Every line of the records below that has the word "FaceValidationError" should be copied.

> RECORDS SUPPLIED
▼

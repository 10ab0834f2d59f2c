use super::{FastBuildHasher, FastHashMap, FastHashSet};

/// Creates a [`FastHashMap`] with pre-allocated capacity.
///
/// # Examples
///
/// ```rust
/// use bolza::core::collections::fast_hash_map_with_capacity;
///
/// let map = fast_hash_map_with_capacity::<u64, usize>(64);
/// assert!(map.capacity() >= 64);
/// ```
#[inline]
#[must_use]
pub fn fast_hash_map_with_capacity<K, V>(capacity: usize) -> FastHashMap<K, V> {
    FastHashMap::with_capacity_and_hasher(capacity, FastBuildHasher::default())
}

/// Creates a [`FastHashSet`] with pre-allocated capacity.
#[inline]
#[must_use]
pub fn fast_hash_set_with_capacity<T>(capacity: usize) -> FastHashSet<T> {
    FastHashSet::with_capacity_and_hasher(capacity, FastBuildHasher::default())
}
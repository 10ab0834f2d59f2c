//! Core trait for topological spaces and related error types.
//!
//! A triangulation lives on a [`TopologicalSpace`]; the space fixes what the
//! Euler characteristic of a valid triangulation must be and whether open
//! sides are allowed.

use thiserror::Error;

/// Errors raised by surface-level topology validation.
///
/// # Examples
///
/// ```rust
/// use bolza::topology::traits::topological_space::TopologyError;
///
/// let error = TopologyError::EulerMismatch {
///     computed: 2,
///     expected: -2,
///     topology_type: "Bolza surface (genus 2)".to_string(),
/// };
/// assert!(error.to_string().contains("computed χ=2"));
/// ```
#[derive(Clone, Debug, Error, PartialEq, Eq)]
#[non_exhaustive]
pub enum TopologyError {
    /// Euler characteristic does not match expected value.
    #[error(
        "Euler characteristic mismatch: computed χ={computed}, expected χ={expected} for {topology_type}"
    )]
    EulerMismatch {
        /// The computed Euler characteristic.
        computed: isize,
        /// The expected Euler characteristic.
        expected: isize,
        /// Human-readable topology type description.
        topology_type: String,
    },
}

/// Classification of topological spaces for triangulations.
///
/// # Examples
///
/// ```rust
/// use bolza::topology::traits::topological_space::TopologyKind;
///
/// let kind = TopologyKind::Hyperbolic;
/// assert_eq!(format!("{:?}", kind), "Hyperbolic");
/// ```
#[derive(Debug, Clone, Copy, PartialEq, Eq)]
pub enum TopologyKind {
    /// Flat closed surface with periodic boundary conditions (genus 1).
    Toroidal,

    /// Closed surface of constant positive curvature (genus 0).
    Spherical,

    /// Closed surface of constant negative curvature (genus ≥ 2).
    ///
    /// Quotients of the hyperbolic plane by a surface group, such as the
    /// Bolza surface.
    Hyperbolic,
}

/// Trait for the closed surfaces a triangulation can inhabit.
///
/// # Examples
///
/// ```rust
/// use bolza::topology::traits::topological_space::{TopologicalSpace, TopologyKind};
///
/// struct Torus;
///
/// impl TopologicalSpace for Torus {
///     const DIM: usize = 2;
///
///     fn kind(&self) -> TopologyKind {
///         TopologyKind::Toroidal
///     }
///
///     fn allows_boundary(&self) -> bool {
///         false
///     }
///
///     fn genus(&self) -> usize {
///         1
///     }
/// }
///
/// assert_eq!(Torus.euler_characteristic(), 0);
/// assert_eq!(Torus.name(), "Toroidal surface of genus 1");
/// ```
pub trait TopologicalSpace {
    /// The dimension of this topological space.
    const DIM: usize;

    /// Returns the kind of topological space.
    fn kind(&self) -> TopologyKind;

    /// Returns whether open (unglued) face sides are acceptable.
    ///
    /// Closed surfaces return `false`; a triangulation with an open side is
    /// then reported as a boundary on a closed space.
    fn allows_boundary(&self) -> bool;

    /// Genus of the (orientable, closed) surface.
    fn genus(&self) -> usize;

    /// Euler characteristic `χ = 2 − 2g` every valid triangulation must have.
    #[expect(
        clippy::cast_possible_wrap,
        reason = "surface genus is tiny compared to isize::MAX"
    )]
    fn euler_characteristic(&self) -> isize {
        2 - 2 * self.genus() as isize
    }

    /// Human-readable description used in diagnostics.
    fn name(&self) -> String {
        format!("{:?} surface of genus {}", self.kind(), self.genus())
    }
}
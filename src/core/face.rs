//! Triangular faces of a periodic triangulation.
//!
//! Vertices are stored counter-clockwise. `neighbors[i]` is the face across the
//! side opposite `vertices[i]`; that side runs from `vertices[ccw(i)]` to
//! `vertices[cw(i)]`. On a closed surface every side has a neighbor.

use thiserror::Error;

use super::{
    triangulation_data_structure::{FaceKey, VertexKey},
    util::{UuidValidationError, ccw, cw, make_uuid, validate_uuid},
};
use crate::core::collections::Uuid;

/// Errors raised by per-face validation.
#[derive(Clone, Debug, Error, PartialEq, Eq)]
pub enum FaceValidationError {
    /// The face has an invalid UUID.
    #[error("Invalid UUID: {source}")]
    InvalidUuid {
        /// The underlying UUID validation error.
        #[from]
        source: UuidValidationError,
    },
    /// The face repeats a vertex.
    #[error("Duplicate vertices: face contains non-unique vertices which is not allowed")]
    DuplicateVertices,
    /// A vertex key referenced by the face was not found in the TDS.
    #[error("Vertex key {key:?} not found in TDS (indicates TDS corruption or inconsistency)")]
    VertexKeyNotFound {
        /// The vertex key that was not found.
        key: VertexKey,
    },
}

/// A triangle of the triangulation.
#[derive(Clone, Debug, PartialEq, Eq)]
pub struct Face {
    vertices: [VertexKey; 3],
    neighbors: [Option<FaceKey>; 3],
    uuid: Uuid,
}

impl Face {
    /// Creates an unglued face over three vertex keys (counter-clockwise).
    #[must_use]
    pub fn new(vertices: [VertexKey; 3]) -> Self {
        Self {
            vertices,
            neighbors: [None; 3],
            uuid: make_uuid(),
        }
    }

    /// The three vertex keys, counter-clockwise.
    #[inline]
    #[must_use]
    pub const fn vertices(&self) -> &[VertexKey; 3] {
        &self.vertices
    }

    /// Vertex `i` (`i < 3`).
    #[inline]
    #[must_use]
    pub const fn vertex(&self, i: usize) -> VertexKey {
        self.vertices[i]
    }

    /// The three neighbor slots.
    #[inline]
    #[must_use]
    pub const fn neighbors(&self) -> &[Option<FaceKey>; 3] {
        &self.neighbors
    }

    /// Neighbor across the side opposite vertex `i`.
    #[inline]
    #[must_use]
    pub const fn neighbor(&self, i: usize) -> Option<FaceKey> {
        self.neighbors[i]
    }

    /// Overwrites one neighbor slot without touching the other face.
    pub const fn set_neighbor(&mut self, i: usize, neighbor: Option<FaceKey>) {
        self.neighbors[i] = neighbor;
    }

    /// The face UUID.
    #[inline]
    #[must_use]
    pub const fn uuid(&self) -> Uuid {
        self.uuid
    }

    /// Position of `vertex` in this face.
    #[must_use]
    pub fn index_of(&self, vertex: VertexKey) -> Option<usize> {
        self.vertices.iter().position(|&v| v == vertex)
    }

    /// Whether the face contains `vertex`.
    #[must_use]
    pub fn contains_vertex(&self, vertex: VertexKey) -> bool {
        self.vertices.contains(&vertex)
    }

    /// Endpoints of side `i` in counter-clockwise traversal order.
    ///
    /// # Examples
    ///
    /// ```rust
    /// use bolza::core::face::Face;
    /// use bolza::core::triangulation_data_structure::VertexKey;
    /// use slotmap::KeyData;
    ///
    /// let [a, b, c] = [1, 2, 3].map(|n| VertexKey::from(KeyData::from_ffi(n)));
    /// let face = Face::new([a, b, c]);
    /// assert_eq!(face.side_endpoints(0), (b, c));
    /// assert_eq!(face.side_endpoints(2), (a, b));
    /// ```
    #[must_use]
    pub const fn side_endpoints(&self, i: usize) -> (VertexKey, VertexKey) {
        (self.vertices[ccw(i)], self.vertices[cw(i)])
    }

    /// Checks the face in isolation (UUID and distinct vertices).
    ///
    /// Key existence is checked by the TDS, which owns the vertex storage.
    ///
    /// # Errors
    ///
    /// Returns [`FaceValidationError`] on the first problem found.
    pub fn is_valid(&self) -> Result<(), FaceValidationError> {
        validate_uuid(&self.uuid)?;

        let [a, b, c] = self.vertices;
        if a == b || b == c || a == c {
            return Err(FaceValidationError::DuplicateVertices);
        }

        Ok(())
    }
}

#[cfg(test)]
mod tests {
    use super::*;
    use slotmap::KeyData;

    fn vk(n: u64) -> VertexKey {
        VertexKey::from(KeyData::from_ffi(n))
    }

    fn fk(n: u64) -> FaceKey {
        FaceKey::from(KeyData::from_ffi(n))
    }

    #[test]
    fn test_side_endpoints_follow_ccw_order() {
        let face = Face::new([vk(1), vk(2), vk(3)]);
        assert_eq!(face.side_endpoints(0), (vk(2), vk(3)));
        assert_eq!(face.side_endpoints(1), (vk(3), vk(1)));
        assert_eq!(face.side_endpoints(2), (vk(1), vk(2)));
    }

    #[test]
    fn test_neighbors_start_unglued() {
        let mut face = Face::new([vk(1), vk(2), vk(3)]);
        assert_eq!(face.neighbors(), &[None, None, None]);

        face.set_neighbor(1, Some(fk(9)));
        assert_eq!(face.neighbor(1), Some(fk(9)));
        assert_eq!(face.neighbor(0), None);
    }

    #[test]
    fn test_index_of_and_contains() {
        let face = Face::new([vk(4), vk(5), vk(6)]);
        assert_eq!(face.index_of(vk(6)), Some(2));
        assert_eq!(face.index_of(vk(7)), None);
        assert!(face.contains_vertex(vk(4)));
    }

    #[test]
    fn test_is_valid_rejects_duplicate_vertices() {
        assert!(Face::new([vk(1), vk(2), vk(3)]).is_valid().is_ok());
        assert_eq!(
            Face::new([vk(1), vk(2), vk(1)]).is_valid(),
            Err(FaceValidationError::DuplicateVertices)
        );
    }
}
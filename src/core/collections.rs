//! Collection types used by the triangulation data structure.
//!
//! Aliases over `rustc-hash`, `smallvec`, and `slotmap` keep the concrete
//! hashing and storage choices in one place.

mod aliases;
mod helpers;
mod key_maps;
mod triangulation_maps;

pub use aliases::*;
pub use helpers::*;
pub use key_maps::*;
pub use triangulation_maps::*;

▲

> FINAL ANSWER
pub enum FaceValidationError {
    /// Returns [`FaceValidationError`] on the first problem found.
    pub fn is_valid(&self) -> Result<(), FaceValidationError> {
            return Err(FaceValidationError::DuplicateVertices);
            Err(FaceValidationError::DuplicateVertices)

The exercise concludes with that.